À Billancourt, la vie reprit son rythme régulier de machine. De cette virée nocturne à Montparnasse, Fred conservait l’image d’un désastre. Il lui semblait bien que Claudine n’en était pas retournée non plus indemne. Ils repoussaient tous les deux le moment où ils seraient bien obligés d’en parler, ne serait-ce qu’à cause de ce Germinal qui, inopportunément, venait de tomber près de Mariette. Chez Renault, la méticulosité de son travail lui occupait l’esprit. Il s’appliquait, avec ses pointeaux, à repérer les traits et les axes ; traçait sur la pièce de métal, avec le trusquin, les droites parallèles à la surface de référence du marbre. Ce marbre, en réalité table de fonte, il aimait qu’il soit soigneusement raboté, s’assurait, du plat de la main, de son poli. La qualité de son ouvrage lui apportait l’estime des autres ouvriers.

On ne le boudait plus. Il était maintenant parfaitement intégré à l’atelier.

Pourquoi, juste à ce moment-là, l’image troublante de Flora venait-elle s’immiscer dans sa vie tranquille ? Flora si changée et toujours pareille. Si changée d’aspect, de milieu, mais toujours aussi gouailleuse, maligne et encore plus séduisante.
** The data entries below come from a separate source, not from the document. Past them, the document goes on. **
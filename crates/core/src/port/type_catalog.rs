// Type Catalog Port - type loading and capability metadata

use crate::domain::SubscribedTopic;

/// Static, type-level knowledge about processor implementations.
///
/// Implementations must answer from metadata alone; a processor is never
/// instantiated to inspect it.
#[cfg_attr(test, mockall::automock)]
pub trait TypeCatalog {
    /// Whether the implementing type can be loaded
    fn contains(&self, type_name: &str) -> bool;

    /// Topics advertised by the type.
    ///
    /// `None` when the type is unknown or lacks the subscriber capability.
    fn subscriptions(&self, type_name: &str) -> Option<Vec<SubscribedTopic>>;
}
#[allow(clippy::too_many_arguments)]
fn decide_traditional(
    firm: &Firm,
    mut next: Firm,
    mut flows: FirmFlows,
    workers: u32,
    world: &WorldState,
    sec: &Sector,
    ctx: &CostContext,
    desk: &LoanDesk,
    cfg: &RunConfig,
    population: &[Firm],
    rng: &mut SmallRng,
) -> (Firm, FirmFlows) {
    let res = operating_result(firm, sec, ctx);
    next.digital_readiness = drift_readiness(firm.digital_readiness);
    let threshold = sigma_threshold(sec.sigma);

    // Option A: full automation
    let full_capex = calib::FULL_AI_CAPEX * sec.capex_mult * firm.innovation_cost_factor;
    let full_down = (1.0 - calib::FULL_AI_LOAN_SHARE) * full_capex;
    let full_loan = calib::FULL_AI_LOAN_SHARE * full_capex;
    let full_projected = projected_full_cost(firm, sec, full_loan, ctx);
    let full_cost_ok = res.costs > (params::FULL_COST_MARGIN / threshold) * full_projected;
    let full_afford_ok = firm.cash > full_down;
    let full_ready_ok = firm.digital_readiness >= calib::FULL_AI_READINESS_MIN;
    let full_bank_ok = desk_approves_if(
        full_cost_ok && full_afford_ok && full_ready_ok,
        desk,
        full_loan,
        rng,
    );
    let full_ok = full_cost_ok && full_afford_ok && full_ready_ok && full_bank_ok;

    // Option B: hybrid
    let retained = ((sec.hybrid_retain_frac * f64::from(workers)).round() as u32)
        .max(calib::MIN_WORKERS);
    let hyb_capex = calib::HYBRID_AI_CAPEX * sec.capex_mult * firm.innovation_cost_factor;
    let hyb_down = (1.0 - calib::HYBRID_LOAN_SHARE) * hyb_capex;
    let hyb_loan = calib::HYBRID_LOAN_SHARE * hyb_capex;
    let hyb_projected = projected_hybrid_cost(firm, sec, retained, hyb_loan, ctx);
    let hyb_cost_ok = res.costs > (params::HYBRID_COST_MARGIN / threshold) * hyb_projected;
    let hyb_afford_ok = firm.cash > hyb_down;
    let hyb_ready_ok = firm.digital_readiness >= calib::HYBRID_READINESS_MIN;
    let hyb_bank_ok = desk_approves_if(
        hyb_cost_ok && hyb_afford_ok && hyb_ready_ok,
        desk,
        hyb_loan,
        rng,
    );
    let hyb_ok = hyb_cost_ok && hyb_afford_ok && hyb_ready_ok && hyb_bank_ok;

    // Social/network pressure
    let local = local_automation_ratio(firm, population);
    let global = world.automation_ratio + 0.5 * world.hybrid_ratio;
    let mut pressure =
        params::LOCAL_PRESSURE_WEIGHT * local + params::GLOBAL_PRESSURE_WEIGHT * global;
    let distress = if res.net < 0.0 { params::DISTRESS_BONUS } else { 0.0 };
    pressure += distress;

    // A firm blocked only by the cost gate still tinkers at a small rate
    let stuck = !full_cost_ok && full_afford_ok && full_ready_ok;
    let stuck_prob = if stuck {
        params::STUCK_WEIGHT * firm.risk_profile * firm.digital_readiness
    } else {
        0.0
    };

    let discount = uncertainty_discount(cfg, world.month, local);
    let p_full = discount
        * if full_ok {
            (firm.risk_profile * params::FULL_RISK_WEIGHT + pressure) * firm.digital_readiness
        } else {
            stuck_prob
        };
    let p_hybrid = discount
        * if hyb_ok {
            (firm.risk_profile * params::HYBRID_RISK_WEIGHT
                + 0.5 * (pressure - distress)
                + 0.5 * distress)
                * firm.digital_readiness
        } else {
            0.0
        };

    let draw: f64 = rng.gen();
    if draw < p_full {
        return attempt_full(next, flows, firm, full_capex, full_down, full_loan, rng);
    }
    if draw < p_full + p_hybrid {
        return attempt_hybrid(next, flows, firm, retained, hyb_capex, hyb_down, hyb_loan, rng);
    }

    // Loss-making firms occasionally shed workers instead of investing
    let mut workers_now = workers;
    if res.net < 0.0
        && workers > calib::MIN_WORKERS
        && rng.gen::<f64>() < params::SHED_PROB
    {
        workers_now = workers.saturating_sub(params::SHED_COUNT).max(calib::MIN_WORKERS);
        next.technology = TechnologyState::Traditional {
            workers: workers_now,
        };
    }

    // Ordinary month: profit/loss at the (possibly reduced) workforce
    let res = if workers_now != workers {
        operating_result(&next, sec, ctx)
    } else {
        res
    };
    flows.tax = res.tax;
    flows.interest_paid = res.interest;
    if firm.cash + res.net < 0.0 {
        go_bankrupt(
            &mut next,
            &mut flows,
            res.net,
            BankruptcyReason::LaborCostInsolvency,
        );
    } else {
        next.cash += res.net;
    }
    (next, flows)
}
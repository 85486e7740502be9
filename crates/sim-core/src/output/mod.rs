//! Output Tables
//!
//! Row and column definitions for the per-month output table, plus the
//! CSV/JSON writers the reporting pipeline consumes. Column order and
//! naming are fixed for downstream compatibility.

pub mod csv;

use serde::Serialize;

use crate::sectors::SECTOR_COUNT;
use crate::world::WorldState;

/// Number of output columns (Month included).
pub const COLUMN_COUNT: usize = 12 + SECTOR_COUNT;

/// Output column names, in order. The six trailing columns are the
/// per-sector automated+hybrid shares in registry order.
pub const COLUMNS: [&str; COLUMN_COUNT] = [
    "Month",
    "Inflation",
    "Unemployment",
    "TotalAdoption",
    "ExRate",
    "MarketWage",
    "GovDebt",
    "NPL",
    "RefRate",
    "PriceLevel",
    "Automation",
    "Hybrid",
    "BPO_Auto",
    "Manuf_Auto",
    "Retail_Auto",
    "Health_Auto",
    "Public_Auto",
    "Agri_Auto",
];

/// One month of a single replication.
#[derive(Debug, Clone, PartialEq, Serialize)]
pub struct MonthRow {
    pub month: u32,
    pub inflation: f64,
    pub unemployment: f64,
    pub total_adoption: f64,
    pub ex_rate: f64,
    pub market_wage: f64,
    pub gov_debt: f64,
    pub npl: f64,
    pub ref_rate: f64,
    pub price_level: f64,
    pub automation: f64,
    pub hybrid: f64,
    pub sector_adoption: [f64; SECTOR_COUNT],
}

impl MonthRow {
    /// Snapshot the designated columns out of a world state.
    pub fn from_world(world: &WorldState) -> Self {
        MonthRow {
            month: world.month,
            inflation: world.inflation_annual,
            unemployment: world.unemployment_rate,
            total_adoption: world.automation_ratio + world.hybrid_ratio,
            ex_rate: world.foreign.exchange_rate,
            market_wage: world.households.market_wage,
            gov_debt: world.government.debt,
            npl: world.banking.npl_ratio(),
            ref_rate: world.central_bank.reference_rate,
            price_level: world.price_level,
            automation: world.automation_ratio,
            hybrid: world.hybrid_ratio,
            sector_adoption: world.sector_adoption,
        }
    }

    /// All column values in output order, month cast to f64.
    pub fn values(&self) -> [f64; COLUMN_COUNT] {
        let mut v = [0.0; COLUMN_COUNT];
        v[0] = f64::from(self.month);
        v[1] = self.inflation;
        v[2] = self.unemployment;
        v[3] = self.total_adoption;
        v[4] = self.ex_rate;
        v[5] = self.market_wage;
        v[6] = self.gov_debt;
        v[7] = self.npl;
        v[8] = self.ref_rate;
        v[9] = self.price_level;
        v[10] = self.automation;
        v[11] = self.hybrid;
        v[12..].copy_from_slice(&self.sector_adoption);
        v
    }
}
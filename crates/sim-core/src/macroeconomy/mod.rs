//! Macro State Updaters
//!
//! Five independent pure functions, each taking the previous sub-state and
//! this month's flow variables and returning the new sub-state. Numeric
//! degeneracies are floored or capped inline rather than raised as errors
//! so long batch sweeps stay numerically stable.

pub mod central_bank;
pub mod foreign;
pub mod government;
pub mod inflation;
pub mod labor;
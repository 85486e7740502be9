//! Inflation
//!
//! Monthly inflation combines demand pull, cost push (wage growth),
//! imported inflation (positive exchange-rate deviation only) and
//! technology-driven deflation, with automation weighted above hybrid to
//! reflect supply-chain spillovers. Deflation beyond 1.5% a month only
//! passes through at 30% (sticky-price asymmetry). The annualized value
//! is smoothed 70/30 against the previous month.

use crate::config::calib;

pub mod params {
    /// Monthly inflation per unit of demand-multiplier deviation
    pub const DEMAND_PULL: f64 = 0.010;
    /// Pass-through of monthly wage growth
    pub const COST_PUSH: f64 = 0.30;
    /// Monthly inflation per unit of positive exchange-rate deviation
    pub const IMPORTED: f64 = 0.010;
    /// Monthly deflation per unit of automation ratio
    pub const TECH_DEFLATION_AUTO: f64 = 0.006;
    /// Monthly deflation per unit of hybrid ratio
    pub const TECH_DEFLATION_HYBRID: f64 = 0.002;
    /// Soft floor: monthly deflation beyond this only partially passes through
    pub const DEFLATION_SOFT_FLOOR: f64 = -0.015;
    /// Pass-through share below the soft floor
    pub const DEFLATION_PASSTHROUGH: f64 = 0.30;
    /// Smoothing weight on the previous annualized value
    pub const SMOOTHING: f64 = 0.7;
}

/// This month's inflation drivers.
#[derive(Debug, Clone, Copy)]
pub struct InflationInputs {
    pub demand_multiplier: f64,
    /// Monthly market wage growth
    pub wage_growth: f64,
    /// (exchange rate - initial) / initial
    pub ex_rate_deviation: f64,
    pub automation_ratio: f64,
    pub hybrid_ratio: f64,
}

/// New (annualized inflation, price level) pair.
pub fn update_inflation(
    prev_annual: f64,
    prev_price_level: f64,
    inputs: &InflationInputs,
) -> (f64, f64) {
    let mut monthly = params::DEMAND_PULL * (inputs.demand_multiplier - 1.0)
        + params::COST_PUSH * inputs.wage_growth
        + params::IMPORTED * inputs.ex_rate_deviation.max(0.0)
        - params::TECH_DEFLATION_AUTO * inputs.automation_ratio
        - params::TECH_DEFLATION_HYBRID * inputs.hybrid_ratio;

    if monthly < params::DEFLATION_SOFT_FLOOR {
        let excess = monthly - params::DEFLATION_SOFT_FLOOR;
        monthly = params::DEFLATION_SOFT_FLOOR + params::DEFLATION_PASSTHROUGH * excess;
    }

    let annual = params::SMOOTHING * prev_annual + (1.0 - params::SMOOTHING) * monthly * 12.0;
    let price_level = (prev_price_level * (1.0 + monthly)).max(calib::PRICE_LEVEL_FLOOR);
    (annual, price_level)
}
Lorsque Fred quittait l’usine, il se hâtait pour rejoindre Claudine et Mariette. La chaleur, la douceur du nid. Oui, c’était bien ainsi qu’il voyait son petit logement. Mais depuis l’équipée de Montparnasse, une envie folle d’effectuer un détour du côté de la Coupole le saisissait. Si Montparnasse avait avoisiné Billancourt, il s’y serait précipité dès le lendemain. Que Flora soit à la fois hors de portée et si proche le consternait. Et Germinal ? Flora lui avait laissé une adresse, celle de l’école où il était pensionnaire. À cent lieues encore, du côté de Montmartre. Finalement, à Moscou, Flora disparue lui semblait moins lointaine que cette Flora retrouvée, dans un contexte impossible.

Un dimanche, il aborda avec Claudine le problème de son fils. Elle répliqua aussitôt :

— On y va. On emmène Mariette. Elle sera contente d’avoir un grand frère.

Claudine, toujours parfaite, imperturbable.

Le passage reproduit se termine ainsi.